The current halving period that started on the Bitcoin network has passed the halfway point. According to Blockchain data, the fifth halving process, which started in April 2024, has reached the middle of the road with a progress of 50.01 percent. The next halving will occur on April 12, 2028; There are approximately two years left for this historic process to end.
Key data on the halving cycle
Halvings, one of the most important dynamics of the Bitcoin network, occur every 210,000 blocks and the block rewards given to miners are reduced by 50 percent. This mechanism keeps inflation low by balancing the cryptocurrency supply.

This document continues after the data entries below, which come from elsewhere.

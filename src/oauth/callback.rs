//! Callback verification and token exchange.

use std::collections::HashMap;

use derive_more::Display;
use serde_json::Value;
use time::OffsetDateTime;

use crate::checks;
use crate::config::AuthOptions;
use crate::cookies::RequestCookies;
use crate::error::Error;
use crate::identity;
use crate::oauth::client::ProviderClient;
use crate::oauth::id_token;
use crate::provider::{OAuthProvider, ProviderKind};
use crate::types::{Account, Profile, TokenSet};

/// Progress of a single OAuth callback. Every transition is traced.
#[derive(Debug, Clone, Copy, PartialEq, Eq, Display)]
pub enum CallbackStage {
    AuthorizationRequested,
    CallbackReceived,
    StateValidated,
    TokenExchanged,
    ClaimsValidated,
    Complete,
    Error,
}

/// Query parameters the provider appends to the redirect URI.
#[derive(Debug, Clone, Default, PartialEq, Eq)]
pub struct CallbackParams {
    pub code: Option<String>,
    pub state: Option<String>,
    pub error: Option<String>,
    pub error_description: Option<String>,
}

impl CallbackParams {
    #[must_use]
    pub fn from_query(query: &HashMap<String, String>) -> Self {
        Self {
            code: query.get("code").cloned(),
            state: query.get("state").cloned(),
            error: query.get("error").cloned(),
            error_description: query.get("error_description").cloned(),
        }
    }
}

/// Verified identity returned by a successful callback.
#[derive(Debug, Clone)]
pub struct OAuthOutcome {
    pub profile: Profile,
    pub account: Account,
    pub tokens: TokenSet,
    /// Callback URL carried in `state`, if the provider declares the state check.
    pub callback_url: Option<String>,
}

struct StageTracker<'a> {
    provider: &'a str,
    stage: CallbackStage,
}

impl<'a> StageTracker<'a> {
    fn new(provider: &'a str) -> Self {
        Self {
            provider,
            stage: CallbackStage::AuthorizationRequested,
        }
    }

    fn advance(&mut self, next: CallbackStage) {
        tracing::debug!(
            provider = self.provider,
            from = %self.stage,
            to = %next,
            "OAuth callback stage"
        );
        self.stage = next;
    }

    fn fail(&mut self, error: &Error) {
        tracing::warn!(
            provider = self.provider,
            stage = %self.stage,
            error = %error,
            "OAuth callback failed"
        );
        self.stage = CallbackStage::Error;
    }
}

/// Runs the callback for `provider`: checks, code exchange, ID token and
/// profile. Check cookies are not cleared here; see [`checks::clear`].
pub(crate) async fn handle(
    client: &ProviderClient,
    provider: &OAuthProvider,
    options: &AuthOptions,
    params: &CallbackParams,
    cookies: &RequestCookies,
) -> Result<OAuthOutcome, Error> {
    let mut tracker = StageTracker::new(&provider.id);
    let result = run(&mut tracker, client, provider, options, params, cookies).await;
    match &result {
        Ok(_) => tracker.advance(CallbackStage::Complete),
        Err(e) => tracker.fail(e),
    }
    result
}

async fn run(
    tracker: &mut StageTracker<'_>,
    client: &ProviderClient,
    provider: &OAuthProvider,
    options: &AuthOptions,
    params: &CallbackParams,
    cookies: &RequestCookies,
) -> Result<OAuthOutcome, Error> {
    tracker.advance(CallbackStage::CallbackReceived);

    if let Some(code) = &params.error {
        return Err(Error::OAuthProvider {
            code: code.clone(),
            description: params.error_description.clone(),
        });
    }
    let code = params.code.as_deref().ok_or_else(|| Error::OAuthCallback {
        operation: "callback",
        status: None,
        detail: "missing authorization code".into(),
    })?;

    let callback_url = if provider.checks.state {
        checks::use_state(options, params.state.as_deref(), cookies)?
    } else {
        None
    };
    let code_verifier = if provider.checks.pkce {
        Some(checks::use_pkce(options, cookies)?)
    } else {
        None
    };
    let expected_nonce = if provider.checks.nonce {
        Some(checks::use_nonce(options, cookies)?)
    } else {
        None
    };
    tracker.advance(CallbackStage::StateValidated);

    let redirect_uri = options.provider_callback_url(&provider.id);
    let tokens = client
        .exchange_code(provider, code, &redirect_uri, code_verifier.as_deref())
        .await?;
    tracker.advance(CallbackStage::TokenExchanged);

    let raw = match provider.kind {
        ProviderKind::Oidc => {
            let id_token = tokens.id_token.as_deref().ok_or_else(|| Error::OAuthCallback {
                operation: "token exchange",
                status: None,
                detail: "token response has no id_token".into(),
            })?;
            let mut claims =
                id_token::verify(client, provider, id_token, expected_nonce.as_deref()).await?;
            if let Some(url) = &provider.userinfo_url {
                let userinfo = client.user_info(url, &tokens.access_token).await?;
                merge_userinfo(&mut claims, userinfo)?;
            }
            claims
        }
        _ => {
            let url = provider.userinfo_url.as_ref().ok_or_else(|| {
                Error::Configuration(format!("provider '{}' has no userinfo endpoint", provider.id))
            })?;
            client.user_info(url, &tokens.access_token).await?
        }
    };
    tracker.advance(CallbackStage::ClaimsValidated);

    let profile = identity::normalize_profile(provider, &raw, &tokens)?;
    let account = account_from_tokens(provider, &profile, &tokens);

    Ok(OAuthOutcome {
        profile,
        account,
        tokens,
        callback_url,
    })
}

/// Fills claims missing from the ID token with userinfo fields. The two `sub`s must agree.
fn merge_userinfo(claims: &mut Value, userinfo: Value) -> Result<(), Error> {
    let (Value::Object(claims), Value::Object(userinfo)) = (claims, userinfo) else {
        return Err(Error::invalid_id_token("claims or userinfo is not an object"));
    };
    if let Some(sub) = userinfo.get("sub")
        && claims.get("sub") != Some(sub)
    {
        return Err(Error::invalid_id_token("userinfo sub does not match ID token"));
    }
    for (key, value) in userinfo {
        claims.entry(key).or_insert(value);
    }
    Ok(())
}

fn account_from_tokens(provider: &OAuthProvider, profile: &Profile, tokens: &TokenSet) -> Account {
    Account {
        user_id: None,
        provider: provider.id.clone(),
        kind: provider.kind.as_str().to_owned(),
        provider_account_id: profile.id.clone(),
        access_token: Some(tokens.access_token.clone()),
        refresh_token: tokens.refresh_token.clone(),
        id_token: tokens.id_token.clone(),
        expires_at: tokens
            .expires_in
            .map(|secs| OffsetDateTime::now_utc().unix_timestamp() + secs),
        token_type: tokens.token_type.clone(),
        scope: tokens.scope.clone(),
    }
}

#[cfg(test)]
mod tests {
    use std::time::Duration;

    use serde_json::json;
    use wiremock::matchers::{method, path};
    use wiremock::{Mock, MockServer, ResponseTemplate};

    use super::*;
    use crate::oauth::authorization_url;
    use crate::testing::test_options;

    fn provider(server: &MockServer) -> OAuthProvider {
        OAuthProvider::oauth(
            "mock",
            "Mock",
            "client-1",
            format!("{}/authorize", server.uri()).parse().unwrap(),
            format!("{}/token", server.uri()).parse().unwrap(),
            format!("{}/userinfo", server.uri()).parse().unwrap(),
        )
        .with_client_secret("shh")
    }

    fn client() -> ProviderClient {
        ProviderClient::new(Duration::from_secs(2)).unwrap()
    }

    /// Runs the authorization step and returns (state, cookie jar).
    fn authorize(provider: &OAuthProvider, options: &AuthOptions) -> (String, RequestCookies) {
        let request = authorization_url(provider, options, "http://localhost:3000/after", &[]);
        let state = request
            .url
            .query_pairs()
            .find(|(k, _)| k == "state")
            .map(|(_, v)| v.into_owned())
            .unwrap();
        let jar = request
            .cookies
            .iter()
            .map(|c| (c.name().to_owned(), c.value().to_owned()))
            .collect();
        (state, jar)
    }

    #[tokio::test]
    async fn test_provider_error_makes_no_network_call() {
        let server = MockServer::start().await;
        Mock::given(method("POST"))
            .respond_with(ResponseTemplate::new(200))
            .expect(0)
            .mount(&server)
            .await;

        let params = CallbackParams {
            error: Some("access_denied".into()),
            ..CallbackParams::default()
        };
        let err = handle(
            &client(),
            &provider(&server),
            &test_options(),
            &params,
            &RequestCookies::new(),
        )
        .await
        .unwrap_err();
        assert!(matches!(err, Error::OAuthProvider { ref code, .. } if code == "access_denied"));
    }

    #[tokio::test]
    async fn test_missing_code() {
        let server = MockServer::start().await;
        let err = handle(
            &client(),
            &provider(&server),
            &test_options(),
            &CallbackParams::default(),
            &RequestCookies::new(),
        )
        .await
        .unwrap_err();
        assert!(matches!(err, Error::OAuthCallback { .. }));
    }

    #[tokio::test]
    async fn test_tampered_state_rejected_before_exchange() {
        let server = MockServer::start().await;
        Mock::given(method("POST"))
            .and(path("/token"))
            .respond_with(ResponseTemplate::new(200))
            .expect(0)
            .mount(&server)
            .await;

        let options = test_options();
        let provider = provider(&server);
        let (state, jar) = authorize(&provider, &options);
        let params = CallbackParams {
            code: Some("abc".into()),
            state: Some(format!("{state}x")),
            ..CallbackParams::default()
        };
        let err = handle(&client(), &provider, &options, &params, &jar)
            .await
            .unwrap_err();
        assert!(matches!(err, Error::InvalidState));
    }

    #[tokio::test]
    async fn test_oauth_flow_produces_profile_and_account() {
        let server = MockServer::start().await;
        Mock::given(method("POST"))
            .and(path("/token"))
            .respond_with(ResponseTemplate::new(200).set_body_json(json!({
                "access_token": "at-1",
                "token_type": "bearer",
                "refresh_token": "rt-1",
                "expires_in": 3600
            })))
            .expect(1)
            .mount(&server)
            .await;
        Mock::given(method("GET"))
            .and(path("/userinfo"))
            .respond_with(ResponseTemplate::new(200).set_body_json(json!({
                "id": 99,
                "name": "Ada",
                "email": "ada@example.com"
            })))
            .expect(1)
            .mount(&server)
            .await;

        let options = test_options();
        let provider = provider(&server);
        let (state, jar) = authorize(&provider, &options);
        let params = CallbackParams {
            code: Some("abc".into()),
            state: Some(state),
            ..CallbackParams::default()
        };
        let outcome = handle(&client(), &provider, &options, &params, &jar)
            .await
            .unwrap();

        assert_eq!(outcome.profile.id, "99");
        assert_eq!(outcome.account.provider, "mock");
        assert_eq!(outcome.account.kind, "oauth");
        assert_eq!(outcome.account.refresh_token.as_deref(), Some("rt-1"));
        assert!(outcome.account.expires_at.is_some());
        assert_eq!(
            outcome.callback_url.as_deref(),
            Some("http://localhost:3000/after")
        );
    }

    #[test]
    fn test_merge_userinfo_fills_gaps_and_checks_sub() {
        let mut claims = json!({ "sub": "1", "email": "a@b.c" });
        merge_userinfo(
            &mut claims,
            json!({ "sub": "1", "email": "x@y.z", "picture": "p" }),
        )
        .unwrap();
        assert_eq!(claims["email"], "a@b.c");
        assert_eq!(claims["picture"], "p");

        let mut claims = json!({ "sub": "1" });
        assert!(merge_userinfo(&mut claims, json!({ "sub": "2" })).is_err());
    }
}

Currently the block reward has decreased to 3,125 BTC. Since a block is produced on average every 10 minutes, approximately 450 BTC enters the market daily.
Block production time is regulated with the difficulty level adjusted every 2016 blocks. Thus, the frequency of the periods is kept in balance according to the size of the network and the miner power, and the launch of Bitcoin proceeds predictably.
Emphasis on number of blocks, supply and scarcity
There are approximately 104,986 blocks left in this cycle. The total supply of Bitcoin is limited to 21 million and now the 20 millionth Bitcoin has been mined. Removing the last million portion will take 114 years at the current rate.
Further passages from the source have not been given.